Griffin as ASD chief could help relationship with SCS
East Memphis-Midtown Weekly - 5/1/2018
For Dorsey Hopson, Sharon Griffin is family.
He's been known to tell people, if he had 10, 20 or 300 Sharon Griffins, he could change the world.
That's why the Shelby County Schools superintendent is likely still digesting the news that his go-to, right-hand woman will leave next month to head the state's Achievement School District.
The relationship between the local school district and the state-run intervention program is inherently awkward and competitive, with SCS wanting to maintain control of its schools, and the ASD believing outside intervention is necessary.
As such, the relationship between the heads of those two organizations has always been rocky. Students and their families are occasionally caught in the middle, concerned more with receiving a quality education and less with who oversees the school.
But with Griffin in that job, Hopson sees a chance for a reset.
"If I can work with anybody, I can work with Sharon," he said.
Griffin is also confident her appointment will create an improved relationship between the two districts.
"I'm not hoping. It will happen," she said.
First Memphian to hold the job
State Education Commissioner Candice McQueen announced Griffin's hiring last week after a months-long search process during which Griffin's name never came up publicly.

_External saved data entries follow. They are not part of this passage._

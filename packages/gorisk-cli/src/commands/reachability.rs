//! `gorisk reachability` — is the dependency actually reached?

use super::{print_json, App, EXIT_OK};
use crate::cli::OutputOpts;
use crate::output::Table;
use gorisk_ir::{Result, RiskLevel};
use std::path::Path;

pub fn run(app: &App, output: &OutputOpts, entry: Option<&Path>) -> Result<i32> {
    let report = app.analyze_with_entry(entry)?;
    let min_risk = output.min_risk.map(|r| r.to_level()).unwrap_or(RiskLevel::Low);

    let rows: Vec<_> = report
        .reachability
        .iter()
        .filter(|r| {
            report
                .graph
                .packages
                .get(&r.package)
                .map(|p| p.capabilities.risk_level() >= min_risk)
                .unwrap_or(false)
        })
        .collect();

    if output.json {
        print_json(&rows)?;
    } else {
        let mut table = Table::new(vec!["PACKAGE", "REACHABLE", "CAPABILITIES", "METHOD"]);
        for row in &rows {
            table.row(vec![
                row.package.clone(),
                if row.reachable { "yes" } else { "no" }.to_string(),
                row.reachable_caps.join(","),
                row.approximation.clone(),
            ]);
        }
        if table.is_empty() {
            println!("no capability-carrying dependencies");
        } else {
            print!("{}", table.render());
            if rows.iter().any(|r| r.approximation == "import-graph") {
                println!("note: import-graph reachability over-approximates; unreached code may be included");
            }
        }
    }
    Ok(EXIT_OK)
}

What was heard frequently, however, was a call from the Memphis education community that the next person to lead the ASD must come from Memphis.
The state legislature created the ASD in 2012 to take over schools performing academically in the bottom 5 percent across the state. At the time, the majority of those schools were in Memphis, and thus the majority of the work, although based in Nashville, has centered on Memphis.
Of the 32 schools in the ASD today, 30 of them are in Memphis.
In a March public interview with another candidate for the job, residents in Frayser peppered the man from Rhode Island about whether he would relocate to Memphis instead of Nashville if given the job.
"If you're going to have a meaningful relationship with Memphis, you need to be here," Shelby County Schools board member Stephanie Love said during that meeting.
When the state released a list of four names of semifinalists, only one was from Memphis, but did not move forward in the process after concerns with his references, according to the state.
Griffin, a former teacher in Memphis, is the youngest of 11 children and graduated from Hamilton High in 1986. She stayed in Memphis to earn her bachelor's from LeMoyne-Owen College and her master's and doctorate degrees from University of Memphis.
She also has a track record of improving schools here. A study by Vanderbilt University in 2015 showed schools showed more improvement when they were in the Innovation Zone turnaround program within SCS, which Griffin oversaw, than in the state-run ASD.
Hopson said that connection to Memphis is essential, and gives her credibility with the community. The ASD, he said, has not had enough avenues for families to communicate with the people who oversee their children's schools.
"I think at the end of the day, Sharon's perspective on Memphis, and where these schools really are and what these communities really need, I hope the state will lean on her experience and her knowledge of this community, and that should make the relationship better," he said.
Focus on students
Griffin is known to wander into the children's clothing section of a store and pick up socks, uniforms, hats, whatever she can find that students might need.
"It's so personal," she said in a 2015 interview, when she was head of the iZone. "This is not just a job."
That focus on students, Hopson said, is what gives him hope for a better relationship with the ASD.
"It's got to be about kids," he said. "We've got to figure out a way to change the dialogue between us versus them."
The ASD and SCS have frequently gone head-to-head on issues like sharing student information, a practice SCS has been reluctant to do but one the state says is essential for enrolling enough students to make ASD schools sustainable.
Resolution of those issues remains in question, but Hopson hopes Griffin will bring a "new perspective" for the state.
"The ASD has not met the goals that they set out, and what better way to start to meet those goals than to go out and get somebody who's done it," he said.
In her new role, Griffin will also have a statewide focus that will still allow her to support some SCS schools. Her title will be assistant commissioner of school turnaround and chief of the Achievement School District, and she will consult with schools in the bottom 5 percent across the state–known as Priority Schools–whether or not they are part of the ASD.
"I think all in all, this could have the makings of a win-win for Priority Schools throughout the state," Hopson said.